Anticipatory Breach or Repudiation (p.57): Occurs when one party lets the other know well in advance that it intends to breach. Causes 2 problems with ascertaining the appropriateness of mitigation measures:
Could a suit be brought after repudiation, but before the set date of performance? A: Yes, it’s the discretion of the P, and we can’t place any additional obligations on him, he is freed after the D indicates he intends to breach.
Should damages be measured as of or close to the date of repudiation or of performance? A: at ‘a commercially reasonable point after repudiation’
                                                               i.      The answer is that we generally favor the aggrieved party. He can pursue a lawsuit at once, immediately try to cover, or continue to insist on compliance, etc.
                                                              ii.      Reliance Cooperage v. Treat (p. 56): D’s anticipatorily breached. P wanted the market value of staves on the day the k was to be performed, not the day it learned of the breach. Principle: the doctrine of anticipatory breach by repudiation is intended to aid the injured party, and any effort to convert it to the benefit of the repudiator should be resisted. No duty to mitigate damages until there are damages to mitigate.
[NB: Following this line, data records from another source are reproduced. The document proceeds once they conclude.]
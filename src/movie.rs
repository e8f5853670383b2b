// Movie model: the record kept for each title and the ordered collection
// the storage backends load, mutate and save.
//
// The collection is a plain `Vec` searched by title. Collections are small
// (a personal shelf), and a vector keeps insertion/file order for free.

use serde::de::{MapAccess, Visitor};
use serde::ser::SerializeMap;
use serde::{Deserialize, Deserializer, Serialize, Serializer};
use std::fmt;

/// One movie on the shelf. `title` is the unique key of the collection.
#[derive(Debug, Clone, PartialEq)]
pub struct Movie {
    pub title: String,
    pub year: String,
    /// `None` when the source had no rating (OMDb reports "N/A").
    pub rating: Option<f64>,
    pub poster: String,
}

impl Movie {
    pub fn new(
        title: impl Into<String>,
        year: impl Into<String>,
        rating: Option<f64>,
        poster: impl Into<String>,
    ) -> Self {
        Movie {
            title: title.into(),
            year: year.into(),
            rating,
            poster: poster.into(),
        }
    }

    /// Rating as shown to the user: `8.8`, `7.0`, or `N/A`.
    pub fn rating_label(&self) -> String {
        match self.rating {
            Some(r) => format_rating(r),
            None => "N/A".into(),
        }
    }
}

/// Formats a rating with at least one decimal so `7` reads as `7.0`.
pub fn format_rating(rating: f64) -> String {
    if rating.fract() == 0.0 {
        format!("{:.1}", rating)
    } else {
        rating.to_string()
    }
}

/// Result of a mutation on the collection. Duplicates and missing titles
/// are reported to the user, they are not errors.
#[derive(Debug, Clone, Copy, PartialEq, Eq)]
pub enum Outcome {
    Applied,
    AlreadyExists,
    NotFound,
}

impl Outcome {
    pub fn is_applied(self) -> bool {
        self == Outcome::Applied
    }
}

/// Movies keyed by title, in insertion order.
#[derive(Debug, Clone, Default, PartialEq)]
pub struct Collection {
    movies: Vec<Movie>,
}

impl Collection {
    pub fn new() -> Self {
        Self::default()
    }

    pub fn len(&self) -> usize {
        self.movies.len()
    }

    pub fn is_empty(&self) -> bool {
        self.movies.is_empty()
    }

    pub fn iter(&self) -> std::slice::Iter<'_, Movie> {
        self.movies.iter()
    }

    pub fn get(&self, title: &str) -> Option<&Movie> {
        self.movies.iter().find(|m| m.title == title)
    }

    fn position(&self, title: &str) -> Option<usize> {
        self.movies.iter().position(|m| m.title == title)
    }

    /// Appends `movie` unless its title is already present.
    pub fn insert(&mut self, movie: Movie) -> Outcome {
        if self.position(&movie.title).is_some() {
            return Outcome::AlreadyExists;
        }
        self.movies.push(movie);
        Outcome::Applied
    }

    /// Inserts `movie`, replacing a record with the same title in place.
    /// Returns the replaced record. Used when loading files, where a later
    /// row for a title wins.
    pub fn upsert(&mut self, movie: Movie) -> Option<Movie> {
        match self.position(&movie.title) {
            Some(idx) => Some(std::mem::replace(&mut self.movies[idx], movie)),
            None => {
                self.movies.push(movie);
                None
            }
        }
    }

    pub fn remove(&mut self, title: &str) -> Outcome {
        match self.position(title) {
            Some(idx) => {
                self.movies.remove(idx);
                Outcome::Applied
            }
            None => Outcome::NotFound,
        }
    }

    /// Overwrites the rating only; year and poster are left alone.
    pub fn set_rating(&mut self, title: &str, rating: f64) -> Outcome {
        match self.movies.iter_mut().find(|m| m.title == title) {
            Some(movie) => {
                movie.rating = Some(rating);
                Outcome::Applied
            }
            None => Outcome::NotFound,
        }
    }
}

impl<'a> IntoIterator for &'a Collection {
    type Item = &'a Movie;
    type IntoIter = std::slice::Iter<'a, Movie>;

    fn into_iter(self) -> Self::IntoIter {
        self.movies.iter()
    }
}

impl FromIterator<Movie> for Collection {
    fn from_iter<I: IntoIterator<Item = Movie>>(iter: I) -> Self {
        let mut collection = Collection::new();
        for movie in iter {
            collection.insert(movie);
        }
        collection
    }
}

// JSON shape: { "<title>": { "year": ..., "rating": ..., "poster": ... } }

#[derive(Serialize)]
struct EntryRef<'a> {
    year: &'a str,
    rating: Option<f64>,
    poster: &'a str,
}

#[derive(Deserialize)]
struct Entry {
    #[serde(deserialize_with = "lenient_year")]
    year: String,
    #[serde(default, deserialize_with = "lenient_rating")]
    rating: Option<f64>,
    #[serde(default)]
    poster: String,
}

impl Serialize for Collection {
    fn serialize<S: Serializer>(&self, serializer: S) -> Result<S::Ok, S::Error> {
        let mut map = serializer.serialize_map(Some(self.movies.len()))?;
        for movie in &self.movies {
            map.serialize_entry(
                &movie.title,
                &EntryRef {
                    year: &movie.year,
                    rating: movie.rating,
                    poster: &movie.poster,
                },
            )?;
        }
        map.end()
    }
}

struct CollectionVisitor;

impl<'de> Visitor<'de> for CollectionVisitor {
    type Value = Collection;

    fn expecting(&self, f: &mut fmt::Formatter) -> fmt::Result {
        f.write_str("an object mapping movie titles to their details")
    }

    fn visit_map<A: MapAccess<'de>>(self, mut access: A) -> Result<Collection, A::Error> {
        let mut collection = Collection::new();
        while let Some((title, entry)) = access.next_entry::<String, Entry>()? {
            let replaced = collection.upsert(Movie {
                title,
                year: entry.year,
                rating: entry.rating,
                poster: entry.poster,
            });
            if let Some(old) = replaced {
                log::warn!(
                    "duplicate title {:?} in movie file, keeping the later entry",
                    old.title
                );
            }
        }
        Ok(collection)
    }
}

impl<'de> Deserialize<'de> for Collection {
    fn deserialize<D: Deserializer<'de>>(deserializer: D) -> Result<Self, D::Error> {
        deserializer.deserialize_map(CollectionVisitor)
    }
}

#[derive(Deserialize)]
#[serde(untagged)]
enum NumberOrText {
    Number(f64),
    Text(String),
}

fn lenient_year<'de, D: Deserializer<'de>>(deserializer: D) -> Result<String, D::Error> {
    Ok(match NumberOrText::deserialize(deserializer)? {
        NumberOrText::Number(n) => n.to_string(),
        NumberOrText::Text(s) => s,
    })
}

// Older files stored the OMDb rating verbatim, e.g. "8.8" or "N/A".
fn lenient_rating<'de, D: Deserializer<'de>>(deserializer: D) -> Result<Option<f64>, D::Error> {
    Ok(
        match Option::<NumberOrText>::deserialize(deserializer)? {
            Some(NumberOrText::Number(n)) => Some(n),
            Some(NumberOrText::Text(s)) => parse_rating_text(&s),
            None => None,
        },
    )
}

/// Parses a rating cell or API value; anything non-numeric means "no rating".
pub fn parse_rating_text(text: &str) -> Option<f64> {
    text.trim().parse::<f64>().ok().filter(|r| r.is_finite())
}

#[cfg(test)]
mod tests {
    use super::*;

    fn inception() -> Movie {
        Movie::new("Inception", "2010", Some(8.8), "https://img/inception.jpg")
    }

    #[test]
    fn insert_keeps_first_record_on_duplicate_title() {
        let mut shelf = Collection::new();
        assert_eq!(shelf.insert(inception()), Outcome::Applied);

        let imposter = Movie::new("Inception", "1999", Some(1.0), "other");
        assert_eq!(shelf.insert(imposter), Outcome::AlreadyExists);
        assert_eq!(shelf.len(), 1);
        assert_eq!(shelf.get("Inception"), Some(&inception()));
    }

    #[test]
    fn titles_are_case_sensitive() {
        let mut shelf = Collection::new();
        shelf.insert(inception());
        assert!(shelf.get("inception").is_none());
        assert_eq!(shelf.remove("INCEPTION"), Outcome::NotFound);
        assert_eq!(shelf.len(), 1);
    }

    #[test]
    fn set_rating_only_touches_rating() {
        let mut shelf = Collection::new();
        shelf.insert(inception());
        assert_eq!(shelf.set_rating("Inception", 9.5), Outcome::Applied);

        let movie = shelf.get("Inception").unwrap();
        assert_eq!(movie.rating, Some(9.5));
        assert_eq!(movie.year, "2010");
        assert_eq!(movie.poster, "https://img/inception.jpg");

        assert_eq!(shelf.set_rating("Heat", 5.0), Outcome::NotFound);
    }

    #[test]
    fn upsert_replaces_in_place() {
        let mut shelf: Collection = vec![inception(), Movie::new("Heat", "1995", Some(8.3), "h")]
            .into_iter()
            .collect();
        let newer = Movie::new("Inception", "2010", Some(9.0), "new");

        assert_eq!(shelf.upsert(newer.clone()), Some(inception()));
        assert_eq!(shelf.upsert(Movie::new("Alien", "1979", None, "a")), None);

        let titles: Vec<_> = shelf.iter().map(|m| m.title.as_str()).collect();
        assert_eq!(titles, ["Inception", "Heat", "Alien"]);
        assert_eq!(shelf.get("Inception"), Some(&newer));
    }

    #[test]
    fn json_duplicate_titles_keep_the_later_entry() {
        let text = r#"{
            "Heat": {"year": "1995", "rating": 8.3, "poster": "old"},
            "Alien": {"year": "1979", "rating": 8.5, "poster": "a"},
            "Heat": {"year": "1995", "rating": 6.0, "poster": "new"}
        }"#;
        let shelf: Collection = serde_json::from_str(text).unwrap();
        assert_eq!(shelf.len(), 2);
        assert_eq!(shelf.get("Heat").unwrap().poster, "new");
        assert_eq!(shelf.get("Heat").unwrap().rating, Some(6.0));
    }

    #[test]
    fn json_keeps_insertion_order() {
        let shelf: Collection = vec![
            Movie::new("Zodiac", "2007", Some(7.7), "z"),
            Movie::new("Alien", "1979", Some(8.5), "a"),
        ]
        .into_iter()
        .collect();

        let text = serde_json::to_string(&shelf).unwrap();
        assert!(text.find("Zodiac").unwrap() < text.find("Alien").unwrap());

        let back: Collection = serde_json::from_str(&text).unwrap();
        let titles: Vec<_> = back.iter().map(|m| m.title.as_str()).collect();
        assert_eq!(titles, ["Zodiac", "Alien"]);
    }

    #[test]
    fn json_accepts_legacy_string_values() {
        let text = r#"{
            "Heat": {"year": 1995, "rating": "8.3", "poster": "h"},
            "Obscure": {"year": "2001", "rating": "N/A", "poster": "N/A"}
        }"#;
        let shelf: Collection = serde_json::from_str(text).unwrap();
        assert_eq!(shelf.get("Heat").unwrap().year, "1995");
        assert_eq!(shelf.get("Heat").unwrap().rating, Some(8.3));
        assert_eq!(shelf.get("Obscure").unwrap().rating, None);
    }

    #[test]
    fn rating_label_formats_whole_numbers_and_missing() {
        assert_eq!(Movie::new("A", "2000", Some(7.0), "").rating_label(), "7.0");
        assert_eq!(Movie::new("A", "2000", Some(7.5), "").rating_label(), "7.5");
        assert_eq!(Movie::new("A", "2000", None, "").rating_label(), "N/A");
    }
}
// Application controller: owns the store, the lookup client and the console,
// and implements one handler per menu entry. `run` is the menu loop.

use crate::movie::{format_rating, Collection, Movie, Outcome};
use crate::omdb::MovieLookup;
use crate::site;
use crate::storage::Storage;
use crate::ui::Console;
use anyhow::Result;
use std::path::PathBuf;
use thiserror::Error;

const MENU: &str = "
Movie App Menu:
1. List movies
2. Movie stats
3. Add movie
4. Delete movie
5. Update movie
6. Generate website
7. Quit";

/// Why a rating answer was rejected. The message is shown as-is.
#[derive(Error, Debug, PartialEq)]
pub enum RatingError {
    #[error("Please enter a valid rate.")]
    Empty,
    #[error("Invalid input. Please enter a valid rate.")]
    NotANumber,
    #[error("Rate out of range! (0-10)")]
    OutOfRange(f64),
}

/// Parses a user-supplied rating: a finite number within [0, 10].
pub fn parse_rating(input: &str) -> Result<f64, RatingError> {
    let input = input.trim();
    if input.is_empty() {
        return Err(RatingError::Empty);
    }
    let rating: f64 = input.parse().map_err(|_| RatingError::NotANumber)?;
    if !rating.is_finite() {
        return Err(RatingError::NotANumber);
    }
    if !(0.0..=10.0).contains(&rating) {
        return Err(RatingError::OutOfRange(rating));
    }
    Ok(rating)
}

/// Summary printed by the stats command.
#[derive(Debug, Clone, PartialEq)]
pub struct Stats {
    pub total: usize,
    /// Mean over rated movies; `None` when nothing is rated.
    pub average: Option<f64>,
}

/// Count and mean rating, or `None` for an empty collection.
pub fn stats(movies: &Collection) -> Option<Stats> {
    if movies.is_empty() {
        return None;
    }
    let ratings: Vec<f64> = movies.iter().filter_map(|m| m.rating).collect();
    let average = if ratings.is_empty() {
        None
    } else {
        Some(ratings.iter().sum::<f64>() / ratings.len() as f64)
    };
    Some(Stats {
        total: movies.len(),
        average,
    })
}

/// Mean rating as printed: two decimals at most, one at least
/// (`7.0`, `7.33`).
pub fn format_average(average: f64) -> String {
    format_rating((average * 100.0).round() / 100.0)
}

/// Where the site generator reads its template and writes the page.
#[derive(Debug, Clone)]
pub struct SitePaths {
    pub template: PathBuf,
    pub output: PathBuf,
}

pub struct MovieApp<C: Console> {
    storage: Box<dyn Storage>,
    lookup: Box<dyn MovieLookup>,
    console: C,
    site: SitePaths,
}

impl<C: Console> MovieApp<C> {
    pub fn new(
        storage: Box<dyn Storage>,
        lookup: Box<dyn MovieLookup>,
        console: C,
        site: SitePaths,
    ) -> Self {
        MovieApp {
            storage,
            lookup,
            console,
            site,
        }
    }

    pub fn storage(&self) -> &dyn Storage {
        self.storage.as_ref()
    }

    pub fn console(&self) -> &C {
        &self.console
    }

    /// Runs the menu until the user quits. Errors out of a handler (storage
    /// I/O, missing site template, closed input) end the loop.
    pub fn run(&mut self) -> Result<()> {
        loop {
            self.console.say(MENU);
            let command = self.console.ask("Enter command")?;
            match command.trim() {
                "1" => self.list_movies(),
                "2" => self.movie_stats(),
                "3" => self.add_movie()?,
                "4" => self.delete_movie()?,
                "5" => self.update_movie()?,
                "6" => self.generate_website()?,
                "7" => {
                    self.console.say("Goodbye!");
                    break;
                }
                _ => self.console.say("Invalid command. Please try again."),
            }
        }
        Ok(())
    }

    pub fn list_movies(&mut self) {
        for movie in self.storage.list() {
            self.console.say(&format!(
                "{}: {} - Rating: {}",
                movie.title,
                movie.year,
                movie.rating_label()
            ));
        }
    }

    pub fn movie_stats(&mut self) {
        let Some(stats) = stats(self.storage.list()) else {
            self.console.say("No movies found.");
            return;
        };
        self.console.say(&format!("Total movies: {}", stats.total));
        let average = stats
            .average
            .map(format_average)
            .unwrap_or_else(|| "N/A".into());
        self.console.say(&format!("Average rating: {}", average));
    }

    /// Asks for titles until the lookup finds one. An empty title goes back
    /// to the main menu.
    pub fn add_movie(&mut self) -> Result<()> {
        loop {
            let title = self
                .console
                .ask("Please insert the movie name (empty to cancel)")?;
            if title.is_empty() {
                return Ok(());
            }

            self.console.busy(&format!("Looking up {}...", title));
            let found = self.lookup.find(&title);
            self.console.idle();

            let found = match found {
                Ok(Some(found)) => found,
                Ok(None) => {
                    self.console.say("Movie not found.");
                    continue;
                }
                Err(e) => {
                    log::warn!("lookup for {:?} failed: {:#}", title, e);
                    self.console.say("Invalid movie name.");
                    continue;
                }
            };

            let year = found.year.clone();
            let movie = Movie::new(title.clone(), found.year, found.rating, found.poster);
            match self.storage.add(movie)? {
                Outcome::AlreadyExists => {
                    self.console.say(&format!("Movie {} already exists.", title))
                }
                _ => self.console.say(&format!("Movie {} : {} added.", title, year)),
            }
            return Ok(());
        }
    }

    pub fn delete_movie(&mut self) -> Result<()> {
        let title = self.console.ask("Please insert the movie name")?;
        match self.storage.delete(&title)? {
            Outcome::Applied => self.console.say(&format!("Movie {} deleted.", title)),
            _ => self.console.say("Movie not found."),
        }
        Ok(())
    }

    /// Asks for the title once, then for a rating until one is valid.
    pub fn update_movie(&mut self) -> Result<()> {
        let title = self.console.ask("Please insert the movie name")?;
        let rating = loop {
            let answer = self.console.ask("Please insert the movie rate (0-10)")?;
            match parse_rating(&answer) {
                Ok(rating) => break rating,
                Err(e) => self.console.say(&e.to_string()),
            }
        };
        match self.storage.update(&title, rating)? {
            Outcome::Applied => self.console.say(&format!("Movie {} updated.", title)),
            _ => self.console.say("Movie not found."),
        }
        Ok(())
    }

    pub fn generate_website(&mut self) -> Result<()> {
        if let Err(e) = site::generate(&self.site.template, &self.site.output, self.storage.list()) {
            log::error!("site generation failed: {:#}", e);
            return Err(e);
        }
        self.console.say("Website was generated successfully.");
        Ok(())
    }
}

#[cfg(test)]
mod tests {
    use super::*;

    #[test]
    fn rating_validation_distinguishes_failures() {
        assert_eq!(parse_rating("11"), Err(RatingError::OutOfRange(11.0)));
        assert_eq!(parse_rating("-0.5"), Err(RatingError::OutOfRange(-0.5)));
        assert_eq!(parse_rating("abc"), Err(RatingError::NotANumber));
        assert_eq!(parse_rating("NaN"), Err(RatingError::NotANumber));
        assert_eq!(parse_rating("  "), Err(RatingError::Empty));
        assert_eq!(parse_rating("7.5"), Ok(7.5));
        assert_eq!(parse_rating("0"), Ok(0.0));
        assert_eq!(parse_rating("10"), Ok(10.0));
    }

    #[test]
    fn stats_of_empty_collection_is_none() {
        assert_eq!(stats(&Collection::new()), None);
    }

    #[test]
    fn stats_averages_ratings() {
        let movies: Collection = vec![
            Movie::new("A", "2000", Some(8.0), ""),
            Movie::new("B", "2001", Some(6.0), ""),
        ]
        .into_iter()
        .collect();
        assert_eq!(
            stats(&movies),
            Some(Stats {
                total: 2,
                average: Some(7.0)
            })
        );
    }

    #[test]
    fn average_is_printed_with_two_decimals_at_most() {
        assert_eq!(format_average(7.0), "7.0");
        assert_eq!(format_average(22.0 / 3.0), "7.33");
        assert_eq!(format_average(8.25), "8.25");
        assert_eq!(format_average(6.996), "7.0");
    }

    #[test]
    fn stats_skips_unrated_movies_in_the_mean() {
        let movies: Collection = vec![
            Movie::new("A", "2000", Some(9.0), ""),
            Movie::new("B", "2001", None, ""),
        ]
        .into_iter()
        .collect();
        let s = stats(&movies).unwrap();
        assert_eq!(s.total, 2);
        assert_eq!(s.average, Some(9.0));

        let unrated: Collection = vec![Movie::new("B", "2001", None, "")].into_iter().collect();
        assert_eq!(stats(&unrated).unwrap().average, None);
    }
}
                                                            iii.      2-712 v. 2-713 (p.58-61): The former provision says that cost of P’s cover – k + incidental or consequential damages – expenses saved is the proper measure of a buyer’s damages at the time of breach. 2-713 gives objective market – k, etc. at time of performance only when the buyer hasn’t covered. In anticipatory breach cases, sometimes buyers want to get a greater windfall from 2-713 and the lack of cover at the time of performance, rather than using the 2-712 standard from the moment the breach was supposed to happen (b/c market $ is higher later and so that price – k gives ‘em more dough). To get past this problem, the Principle = to measure by employing the market price ‘at a commercially reasonable point’ after breach. In this way, the seller won’t benefit by ‘pegging’ the damages to the moment he anticipatorily breached, and the buyer won’t avoid cover in the hopes that markets will continue to rise until performance time.
Internal Cover: Internal Cover is acceptable if it is reasonable. However, the opportunity cost of the lost profits (consequential damages) is not awarded as damages b/c it would have been cheaper to cover externally rather than internally.
Rationale: Although opportunity costs are important to economists they do not play an important role to attorneys. (They in fact complicate situations sometimes.) While opportunity cost should factor into whether the seller ought to cover internally or not, the courts ought not to think that way.
Dura-wood v. Century (Supplement p.42) – D breaches contract to supply wood to P. P covers from within given the high market price for wood and the fact that it could produce such contracted product cheaper. However, the opportunity cost lost to the company was never calculated by the P’s.
                                                               i.      Issue: Should opportunity cost be included in damages? ® No.